Biology of human papillomaviruses

Abstract

Human papillomaviruses (HPVs) cause squamous cancers of epithelial surfaces, of which genital cancers are the most common. In this article we have attempted to describe the properties and functions of the viral proteins of HPV type 16, a common cause of genital cancers, and have tried to suggest how their expression may lead to a dysregulated cell which may become malignant. These viruses are attempting to replicate in terminally differentiating keratinocytes and must stimulate G1 to S-phase progression for the replication of their genome. As part of the successful completion of replication and assembly of infectious virus particles, the virus needs at least partial differentiation to occur. Therefore, at the same time as differentiation is occurring, the nuclei of infected cells are in S-phase.
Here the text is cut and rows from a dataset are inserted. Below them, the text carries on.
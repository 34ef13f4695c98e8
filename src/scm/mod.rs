//! Repository enumeration across source-code hosts.
//!
//! Each provider normalises its API payloads into the common [`Repo`]
//! record. Ordering within a single enumeration is stable: page 1 is fetched
//! serially to learn the page count, later pages are fetched concurrently
//! and reassembled in page order.

pub mod bitbucket;
pub mod gitea;
pub mod github;
pub mod gitlab;
pub mod sourcehut;

use anyhow::{bail, Result};
use std::path::PathBuf;
use std::time::Duration;

use crate::config::{CloneProtocol, Settings};

/// One cloneable resource: a repository, a wiki, or a snippet.
///
/// Produced by a provider, possibly discarded by the filter, annotated with
/// its destination by the path planner, and consumed exactly once by a
/// worker.
#[derive(Debug, Clone, Default)]
pub struct Repo {
    /// Short slug, unique within its enclosing namespace.
    pub name: String,
    /// Namespace-qualified logical path, forward-slash delimited. After
    /// planning this holds the path relative to the clone root, which is
    /// what the pruner compares against.
    pub path: String,
    /// Canonical clone URL without embedded credentials.
    pub url: String,
    /// URL used for network operations; may embed a token.
    pub clone_url: String,
    /// Branch checked out after clone and targeted by pulls. Empty means
    /// "whatever the remote declares as default".
    pub clone_branch: String,
    /// Absolute local destination. Set by the path planner.
    pub host_path: PathBuf,
    pub is_wiki: bool,
    pub is_snippet: bool,
    pub is_root_level_snippet: bool,
    /// For a project snippet, the clone URL of the repository it belongs to.
    pub snippet_url_of_repo: Option<String>,
    /// Snippet id, used to keep snippet directories unique.
    pub snippet_id: Option<String>,
    // Provider-reported attributes consumed by the filter.
    pub archived: bool,
    pub fork: bool,
    pub topics: Vec<String>,
    pub language: Option<String>,
}

/// Provider client, selected once from configuration.
pub enum ScmClient {
    Github(github::GithubClient),
    Gitlab(gitlab::GitlabClient),
    Gitea(gitea::GiteaClient),
    Bitbucket(bitbucket::BitbucketClient),
    Sourcehut(sourcehut::SourcehutClient),
}

impl ScmClient {
    pub fn from_settings(settings: &Settings) -> Result<Self> {
        match settings.scm_type.as_str() {
            "github" => Ok(ScmClient::Github(github::GithubClient::new(settings)?)),
            "gitlab" => Ok(ScmClient::Gitlab(gitlab::GitlabClient::new(settings)?)),
            "gitea" => Ok(ScmClient::Gitea(gitea::GiteaClient::new(settings)?)),
            "bitbucket" => Ok(ScmClient::Bitbucket(bitbucket::BitbucketClient::new(
                settings,
            )?)),
            "sourcehut" => Ok(ScmClient::Sourcehut(sourcehut::SourcehutClient::new(
                settings,
            )?)),
            other => bail!("unsupported scm type '{other}'"),
        }
    }

    pub async fn get_org_repos(&self, target: &str) -> Result<Vec<Repo>> {
        match self {
            ScmClient::Github(c) => c.get_org_repos(target).await,
            ScmClient::Gitlab(c) => c.get_group_repos(target).await,
            ScmClient::Gitea(c) => c.get_org_repos(target).await,
            ScmClient::Bitbucket(c) => c.get_workspace_repos(target).await,
            ScmClient::Sourcehut(c) => c.get_repos(target).await,
        }
    }

    pub async fn get_user_repos(&self, target: &str) -> Result<Vec<Repo>> {
        match self {
            ScmClient::Github(c) => c.get_user_repos(target).await,
            ScmClient::Gitlab(c) => c.get_user_repos(target).await,
            ScmClient::Gitea(c) => c.get_user_repos(target).await,
            ScmClient::Bitbucket(c) => c.get_workspace_repos(target).await,
            ScmClient::Sourcehut(c) => c.get_repos(target).await,
        }
    }
}

/// Builds the HTTP client shared by a provider, honouring the insecure-TLS
/// toggle for self-hosted instances.
pub(crate) fn http_client(insecure: bool) -> Result<reqwest::Client> {
    let client = reqwest::Client::builder()
        .user_agent(concat!("gitfleet/", env!("CARGO_PKG_VERSION")))
        .timeout(Duration::from_secs(60))
        .danger_accept_invalid_certs(insecure)
        .build()?;
    Ok(client)
}

/// Embeds credentials into an HTTPS clone URL. The credential-free URL stays
/// on [`Repo::url`]; only the network operations see this form.
pub(crate) fn with_credentials(https_url: &str, userinfo: &str) -> String {
    match https_url.strip_prefix("https://") {
        Some(rest) => format!("https://{userinfo}@{rest}"),
        None => https_url.to_string(),
    }
}

/// Picks the clone URL for the configured protocol and embeds the token for
/// HTTPS when one is present.
pub(crate) fn select_clone_url(
    settings: &Settings,
    https_url: &str,
    ssh_url: &str,
    userinfo: Option<String>,
) -> (String, String) {
    match settings.protocol {
        CloneProtocol::Ssh if !ssh_url.is_empty() => (ssh_url.to_string(), ssh_url.to_string()),
        _ => {
            let clone_url = match userinfo {
                Some(info) if !settings.token.is_empty() => with_credentials(https_url, &info),
                _ => https_url.to_string(),
            };
            (https_url.to_string(), clone_url)
        }
    }
}

/// The branch a fresh clone should leave checked out: the configured branch
/// when one is set, otherwise the remote-declared default.
pub(crate) fn clone_branch_for(settings: &Settings, remote_default: &str) -> String {
    match &settings.branch {
        Some(branch) => branch.clone(),
        None => remote_default.to_string(),
    }
}

/// Parses the `page=N` value out of an RFC 5988 `Link` header's `rel="last"`
/// entry. GitHub and Gitea style pagination.
pub(crate) fn last_page_from_link_header(link: &str) -> Option<u32> {
    for part in link.split(',') {
        let part = part.trim();
        if !part.contains("rel=\"last\"") {
            continue;
        }
        let url = part.split(';').next()?.trim();
        let url = url.strip_prefix('<')?.strip_suffix('>')?;
        let parsed = reqwest::Url::parse(url).ok()?;
        for (key, value) in parsed.query_pairs() {
            if key == "page" {
                return value.parse().ok();
            }
        }
    }
    None
}

#[cfg(test)]
mod tests {
    use super::*;

    #[test]
    fn test_with_credentials_inserts_userinfo() {
        assert_eq!(
            with_credentials("https://github.com/o/r.git", "token123"),
            "https://token123@github.com/o/r.git"
        );
    }

    #[test]
    fn test_with_credentials_leaves_ssh_alone() {
        assert_eq!(
            with_credentials("git@github.com:o/r.git", "token123"),
            "git@github.com:o/r.git"
        );
    }

    #[test]
    fn test_last_page_from_link_header() {
        let link = "<https://api.github.com/orgs/o/repos?per_page=100&page=2>; rel=\"next\", \
                    <https://api.github.com/orgs/o/repos?per_page=100&page=7>; rel=\"last\"";
        assert_eq!(last_page_from_link_header(link), Some(7));
    }

    #[test]
    fn test_last_page_missing_rel_last() {
        let link = "<https://api.github.com/orgs/o/repos?page=2>; rel=\"next\"";
        assert_eq!(last_page_from_link_header(link), None);
    }
}
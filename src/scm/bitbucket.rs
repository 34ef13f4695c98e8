//! Bitbucket Cloud provider.
//!
//! The 2.0 API paginates with a `next` URL in the response body, so pages
//! are followed serially; the workspace listing covers both org and user
//! targets.

use anyhow::{bail, Context, Result};
use serde::Deserialize;

use super::{clone_branch_for, http_client, select_clone_url, Repo};
use crate::config::Settings;

#[derive(Debug, Deserialize)]
struct BitbucketPage {
    values: Vec<BitbucketRepo>,
    next: Option<String>,
}

#[derive(Debug, Deserialize)]
struct BitbucketRepo {
    slug: String,
    full_name: String,
    mainbranch: Option<BitbucketBranch>,
    links: BitbucketLinks,
    parent: Option<serde_json::Value>,
}

#[derive(Debug, Deserialize)]
struct BitbucketBranch {
    name: String,
}

#[derive(Debug, Deserialize)]
struct BitbucketLinks {
    clone: Vec<BitbucketCloneLink>,
}

#[derive(Debug, Deserialize)]
struct BitbucketCloneLink {
    name: String,
    href: String,
}

pub struct BitbucketClient {
    client: reqwest::Client,
    api_base: String,
    username: Option<String>,
    token: String,
    settings_snapshot: Settings,
}

impl BitbucketClient {
    pub fn new(settings: &Settings) -> Result<Self> {
        let api_base = settings
            .base_url
            .clone()
            .unwrap_or_else(|| "https://api.bitbucket.org/2.0".to_string())
            .trim_end_matches('/')
            .to_string();
        Ok(BitbucketClient {
            client: http_client(settings.insecure_bitbucket_client)?,
            api_base,
            username: settings.bitbucket_username.clone(),
            token: settings.token.clone(),
            settings_snapshot: settings.clone(),
        })
    }

    pub async fn get_workspace_repos(&self, workspace: &str) -> Result<Vec<Repo>> {
        let mut url = format!("{}/repositories/{workspace}?pagelen=100", self.api_base);
        let mut raw = Vec::new();

        loop {
            let mut request = self.client.get(&url);
            if !self.token.is_empty() {
                match &self.username {
                    // App password auth needs the account username.
                    Some(user) => request = request.basic_auth(user, Some(&self.token)),
                    None => request = request.bearer_auth(&self.token),
                }
            }
            let response = request
                .send()
                .await
                .with_context(|| format!("Bitbucket API request failed: {url}"))?;
            let status = response.status();
            if status == reqwest::StatusCode::UNAUTHORIZED
                || status == reqwest::StatusCode::FORBIDDEN
            {
                bail!("Bitbucket API authentication failed ({status}) for {url}");
            }
            if !status.is_success() {
                bail!("Bitbucket API returned {status} for {url}");
            }
            let page: BitbucketPage = response
                .json()
                .await
                .with_context(|| format!("could not decode Bitbucket response from {url}"))?;
            raw.extend(page.values);
            match page.next {
                Some(next) => url = next,
                None => break,
            }
        }

        Ok(self.normalize(raw))
    }

    fn normalize(&self, raw: Vec<BitbucketRepo>) -> Vec<Repo> {
        let settings = &self.settings_snapshot;
        let userinfo = (!settings.token.is_empty()).then(|| match &self.username {
            Some(user) => format!("{user}:{}", settings.token),
            None => format!("x-token-auth:{}", settings.token),
        });

        raw.into_iter()
            .filter_map(|repo| {
                let https = repo
                    .links
                    .clone
                    .iter()
                    .find(|l| l.name == "https")
                    .map(|l| l.href.clone())?;
                let ssh = repo
                    .links
                    .clone
                    .iter()
                    .find(|l| l.name == "ssh")
                    .map(|l| l.href.clone())
                    .unwrap_or_default();
                let default_branch = repo
                    .mainbranch
                    .as_ref()
                    .map(|b| b.name.as_str())
                    .unwrap_or("");
                let (url, clone_url) =
                    select_clone_url(settings, &https, &ssh, userinfo.clone());
                Some(Repo {
                    name: repo.slug,
                    path: repo.full_name,
                    clone_branch: clone_branch_for(settings, default_branch),
                    fork: repo.parent.is_some(),
                    url,
                    clone_url,
                    ..Default::default()
                })
            })
            .collect()
    }
}
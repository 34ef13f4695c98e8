//! Filesystem and string helpers shared across commands.

use std::fs;
use std::path::Path;
use walkdir::WalkDir;

/// Sums the size of every file under `path` and returns it in megabytes.
///
/// Unreadable entries are skipped rather than failing the whole walk, so a
/// permission error deep in one clone does not break the summary line.
pub fn dir_size_mb(path: &Path) -> std::io::Result<f64> {
    if !path.exists() {
        return Err(std::io::Error::new(
            std::io::ErrorKind::NotFound,
            format!("{} does not exist", path.display()),
        ));
    }

    let mut total_bytes: u64 = 0;
    for entry in WalkDir::new(path).into_iter().filter_map(Result::ok) {
        if entry.file_type().is_file() {
            if let Ok(meta) = entry.metadata() {
                total_bytes += meta.len();
            }
        }
    }

    Ok(total_bytes as f64 / 1_000_000.0)
}

/// Appends a trailing path separator if the path does not already end in one.
pub fn ensure_trailing_slash(path: &str) -> String {
    if path.ends_with('/') {
        path.to_string()
    } else {
        format!("{path}/")
    }
}

/// Resolves a token value that may be either a literal or a path to a file
/// holding the token on its first line.
pub fn token_from_value(value: &str) -> String {
    let candidate = Path::new(value);
    if candidate.is_absolute() && candidate.is_file() {
        if let Ok(contents) = fs::read_to_string(candidate) {
            if let Some(line) = contents.lines().next() {
                return line.trim().to_string();
            }
        }
    }
    value.to_string()
}

/// Formats a duration in whole seconds the way the end-of-run summary wants
/// it, switching to minutes past sixty seconds.
pub fn format_duration_text(duration_seconds: u64) -> String {
    if duration_seconds >= 60 {
        let minutes = duration_seconds / 60;
        let seconds = duration_seconds % 60;
        if seconds > 0 {
            format!(" (completed in {minutes}m{seconds}s)")
        } else {
            format!(" (completed in {minutes}m)")
        }
    } else {
        format!(" (completed in {duration_seconds}s)")
    }
}
//! Store facade for the reconcilers
//!
//! Reads of Services and Ingresses are served from reflector caches kept warm
//! by background watchers. Writes, and every GameServer access, go straight to
//! the API server.

use std::fmt::Debug;
use std::hash::Hash;
use std::sync::Arc;
use std::time::Duration;

use async_trait::async_trait;
use futures::StreamExt;
use k8s_openapi::api::core::v1::Service;
use k8s_openapi::api::networking::v1::Ingress;
use kube::api::{Api, Patch, PatchParams, PostParams};
use kube::runtime::reflector::{self, ObjectRef, Store};
use kube::runtime::{watcher, WatchStreamExt};
use kube::{Client, Resource, ResourceExt};
use serde::de::DeserializeOwned;
use tokio_util::sync::CancellationToken;
use tracing::{debug, info, warn};

use crate::controller::retry::with_retry;
use crate::crd::GameServer;
use crate::error::{Error, Result};
use crate::gameserver::AGONES_GAMESERVER_NAME_LABEL;

#[async_trait]
pub trait ServiceStore: Send + Sync {
    /// Cached lookup, `None` when the cache has no such Service
    fn get_service(&self, name: &str, namespace: &str) -> Option<Arc<Service>>;
    async fn create_service(&self, service: &Service) -> Result<Service>;
}

#[async_trait]
pub trait IngressStore: Send + Sync {
    /// Cached lookup, `None` when the cache has no such Ingress
    fn get_ingress(&self, name: &str, namespace: &str) -> Option<Arc<Ingress>>;
    async fn create_ingress(&self, ingress: &Ingress) -> Result<Ingress>;
}

#[async_trait]
pub trait GameServerStore: Send + Sync {
    /// Authoritative read from the API server
    async fn get_game_server(&self, name: &str, namespace: &str) -> Result<GameServer>;

    /// Write the annotations of `gs` back, guarded by its resourceVersion.
    ///
    /// A stale resourceVersion fails with a 409 conflict.
    async fn update_game_server(&self, gs: &GameServer) -> Result<GameServer>;
}

/// Store backed by the Kubernetes API and reflector caches
#[derive(Clone)]
pub struct KubeStore {
    client: Client,
    services: Store<Service>,
    ingresses: Store<Ingress>,
}

impl KubeStore {
    /// Start the Service and Ingress reflectors.
    ///
    /// Both watches are scoped to objects carrying the `agones.dev/gameserver`
    /// label and stop when `token` is cancelled.
    pub fn start(client: Client, namespace: Option<&str>, token: &CancellationToken) -> Self {
        let services = spawn_reflector(api_for::<Service>(&client, namespace), token.clone());
        let ingresses = spawn_reflector(api_for::<Ingress>(&client, namespace), token.clone());

        Self {
            client,
            services,
            ingresses,
        }
    }

    /// Wait for both caches to finish their initial list.
    ///
    /// Each attempt waits at most `timeout`; failed attempts are retried every
    /// `interval`, `attempts` times in total.
    pub async fn has_synced(&self, interval: Duration, attempts: u32, timeout: Duration) -> Result<()> {
        let store = self;
        with_retry(interval, attempts, move || async move {
            let ready = async {
                store.services.wait_until_ready().await?;
                store.ingresses.wait_until_ready().await
            };
            match tokio::time::timeout(timeout, ready).await {
                Ok(Ok(())) => Ok(()),
                Ok(Err(e)) => Err(Error::CacheSyncError(e.to_string())),
                Err(_) => Err(Error::CacheSyncError(format!(
                    "caches not synced within {timeout:?}"
                ))),
            }
        })
        .await?;

        info!(
            services = self.services.state().len(),
            ingresses = self.ingresses.state().len(),
            "Service and Ingress caches synced"
        );
        Ok(())
    }
}

fn api_for<K>(client: &Client, namespace: Option<&str>) -> Api<K>
where
    K: Resource<Scope = k8s_openapi::NamespaceResourceScope>,
    K::DynamicType: Default,
{
    match namespace {
        Some(ns) => Api::namespaced(client.clone(), ns),
        None => Api::all(client.clone()),
    }
}

fn spawn_reflector<K>(api: Api<K>, token: CancellationToken) -> Store<K>
where
    K: Resource + Clone + DeserializeOwned + Debug + Send + Sync + 'static,
    K::DynamicType: Default + Eq + Hash + Clone,
{
    let (reader, writer) = reflector::store();
    let config = watcher::Config::default().labels(AGONES_GAMESERVER_NAME_LABEL);
    let stream = reflector::reflector(writer, watcher(api, config))
        .default_backoff()
        .touched_objects()
        .for_each(|res| async move {
            if let Err(e) = res {
                warn!("reflector watch error: {}", e);
            }
        });

    tokio::spawn(async move {
        tokio::select! {
            _ = token.cancelled() => debug!("reflector stopped"),
            _ = stream => warn!("reflector stream ended"),
        }
    });

    reader
}

fn lookup<K>(store: &Store<K>, name: &str, namespace: &str) -> Option<Arc<K>>
where
    K: Resource + Clone + 'static,
    K::DynamicType: Default + Eq + Hash + Clone,
{
    store.get(&ObjectRef::new(name).within(namespace))
}

fn namespace_of<K: Resource>(obj: &K) -> String {
    obj.meta().namespace.clone().unwrap_or_else(|| "default".to_string())
}

#[async_trait]
impl ServiceStore for KubeStore {
    fn get_service(&self, name: &str, namespace: &str) -> Option<Arc<Service>> {
        lookup(&self.services, name, namespace)
    }

    async fn create_service(&self, service: &Service) -> Result<Service> {
        let api: Api<Service> = Api::namespaced(self.client.clone(), &namespace_of(service));
        Ok(api.create(&PostParams::default(), service).await?)
    }
}

#[async_trait]
impl IngressStore for KubeStore {
    fn get_ingress(&self, name: &str, namespace: &str) -> Option<Arc<Ingress>> {
        lookup(&self.ingresses, name, namespace)
    }

    async fn create_ingress(&self, ingress: &Ingress) -> Result<Ingress> {
        let api: Api<Ingress> = Api::namespaced(self.client.clone(), &namespace_of(ingress));
        Ok(api.create(&PostParams::default(), ingress).await?)
    }
}

#[async_trait]
impl GameServerStore for KubeStore {
    async fn get_game_server(&self, name: &str, namespace: &str) -> Result<GameServer> {
        let api: Api<GameServer> = Api::namespaced(self.client.clone(), namespace);
        Ok(api.get(name).await?)
    }

    async fn update_game_server(&self, gs: &GameServer) -> Result<GameServer> {
        let api: Api<GameServer> = Api::namespaced(self.client.clone(), &namespace_of(gs));

        // Merge patch keeps the fields this crate does not model intact; the
        // resourceVersion turns it into a compare-and-swap.
        let patch = serde_json::json!({
            "metadata": {
                "resourceVersion": gs.resource_version(),
                "annotations": gs.annotations(),
            }
        });

        Ok(api
            .patch(&gs.name_any(), &PatchParams::default(), &Patch::Merge(&patch))
            .await?)
    }
}
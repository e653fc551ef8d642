//! Option pipeline shared by the Ingress and Service builders
//!
//! Each resource kind has a closed, ordered set of options. Building folds the
//! options over a skeleton object and stops at the first error, so a failed
//! build never hands back a half-mutated object.

use std::collections::BTreeMap;

use kube::ResourceExt;
use minijinja::{context, Environment};
use tracing::debug;

use crate::crd::GameServer;
use crate::error::{Result, ValidationError};
use crate::gameserver;

/// A single step of a resource builder
pub trait BuildOption<K> {
    fn apply(&self, gs: &GameServer, target: &mut K) -> Result<()>;
}

/// Fold `options` over `skeleton` in order
pub fn build<K, O>(gs: &GameServer, mut skeleton: K, options: &[O]) -> Result<K>
where
    O: BuildOption<K>,
{
    for option in options {
        option.apply(gs, &mut skeleton)?;
    }
    Ok(skeleton)
}

/// Values carrying both template markers are rendered instead of copied
pub fn is_template(value: &str) -> bool {
    value.contains("{{") && value.contains("}}")
}

/// Annotations under `prefix` with the prefix stripped, in key order
fn custom_annotations<'a>(
    gs: &'a GameServer,
    prefix: &str,
) -> Result<Vec<(&'a str, &'a str, &'a str)>> {
    let mut found = Vec::new();
    for (key, value) in gs.annotations() {
        if let Some(custom) = key.strip_prefix(prefix) {
            if custom.is_empty() {
                return Err(ValidationError::CustomAnnotationSuffix(key.clone()).into());
            }
            found.push((key.as_str(), custom, value.as_str()));
        }
    }
    Ok(found)
}

/// Copy literal custom annotations onto `annotations`
pub(crate) fn apply_custom_annotations(
    gs: &GameServer,
    prefix: &str,
    annotations: &mut BTreeMap<String, String>,
) -> Result<()> {
    for (_, custom, value) in custom_annotations(gs, prefix)? {
        if is_template(value) {
            continue;
        }
        annotations.insert(custom.to_string(), value.to_string());
    }
    Ok(())
}

/// Render templated custom annotations onto `annotations`.
///
/// An empty rendering removes the annotation instead of writing an empty value.
pub(crate) fn apply_custom_annotations_template(
    gs: &GameServer,
    prefix: &str,
    annotations: &mut BTreeMap<String, String>,
) -> Result<()> {
    let data = TemplateData {
        name: gs.name_any(),
        port: gameserver::game_server_port(gs),
    };

    for (key, custom, value) in custom_annotations(gs, prefix)? {
        if !is_template(value) {
            continue;
        }

        match render_template(value, &data) {
            Ok(rendered) if !rendered.is_empty() => {
                annotations.insert(custom.to_string(), rendered);
            }
            Ok(_) => {
                debug!("custom annotation {} rendered empty, skipping", key);
                annotations.remove(custom);
            }
            Err(e) => {
                debug!("invalid annotation template {:?}: {}", value, e);
                return Err(ValidationError::InvalidTemplate {
                    annotation: custom.to_string(),
                    value: value.to_string(),
                }
                .into())
            }
        }
    }
    Ok(())
}

/// Fields exposed to annotation templates
#[derive(Clone, Debug, PartialEq, Eq)]
pub struct TemplateData {
    pub name: String,
    pub port: i32,
}

/// Render an annotation template.
///
/// Syntax errors are `Err`. Runtime failures, such as walking into an unknown
/// field, render as an empty string.
pub fn render_template(
    source: &str,
    data: &TemplateData,
) -> std::result::Result<String, minijinja::Error> {
    let normalized = strip_field_dots(source);
    let env = Environment::new();
    let template = env.template_from_str(&normalized)?;

    match template.render(context! { Name => data.name.clone(), Port => data.port }) {
        Ok(rendered) => Ok(rendered),
        Err(e) => {
            debug!("annotation template {:?} failed to render: {}", source, e);
            Ok(String::new())
        }
    }
}

/// Rewrite Go style field access (`{{ .Name }}`) into plain variable lookups.
///
/// A dot is dropped only inside `{{ }}`, when it follows whitespace, `{` or
/// `(` and starts an identifier. Anything else is left for the parser to
/// reject.
fn strip_field_dots(source: &str) -> String {
    let chars: Vec<char> = source.chars().collect();
    let mut out = String::with_capacity(source.len());
    let mut in_block = false;
    let mut i = 0;

    while i < chars.len() {
        let c = chars[i];
        let next = chars.get(i + 1).copied();

        if !in_block && c == '{' && next == Some('{') {
            in_block = true;
            out.push_str("{{");
            i += 2;
            continue;
        }
        if in_block && c == '}' && next == Some('}') {
            in_block = false;
            out.push_str("}}");
            i += 2;
            continue;
        }

        if in_block && c == '.' {
            let prev = if i == 0 { None } else { Some(chars[i - 1]) };
            let starts_field = matches!(next, Some(n) if n.is_ascii_alphabetic() || n == '_');
            let after_boundary = matches!(prev, Some(p) if p.is_whitespace() || p == '{' || p == '(');
            if starts_field && after_boundary {
                i += 1;
                continue;
            }
        }

        out.push(c);
        i += 1;
    }

    out
}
While the mechanisms of action of the viral proteins are not completely understood, researchers are making progress and this article strives to bring together the conclusions from some of this work.

Figure 1

Schematic of the HPV-16 genome organization. The early genes are solid grey and the late genes are marble grey. The base pairs of the open reading frames are shown and the ATG start codon is shown in italics. E4 is spliced to the N-terminal of E1 (E1^E4) since it has no ATG of its own. The poly A + signals for the early and late mRNA are shown (pA). The origin (ori) of replication and the upstream regulatory region (URR) or the main early promoter region are indicated.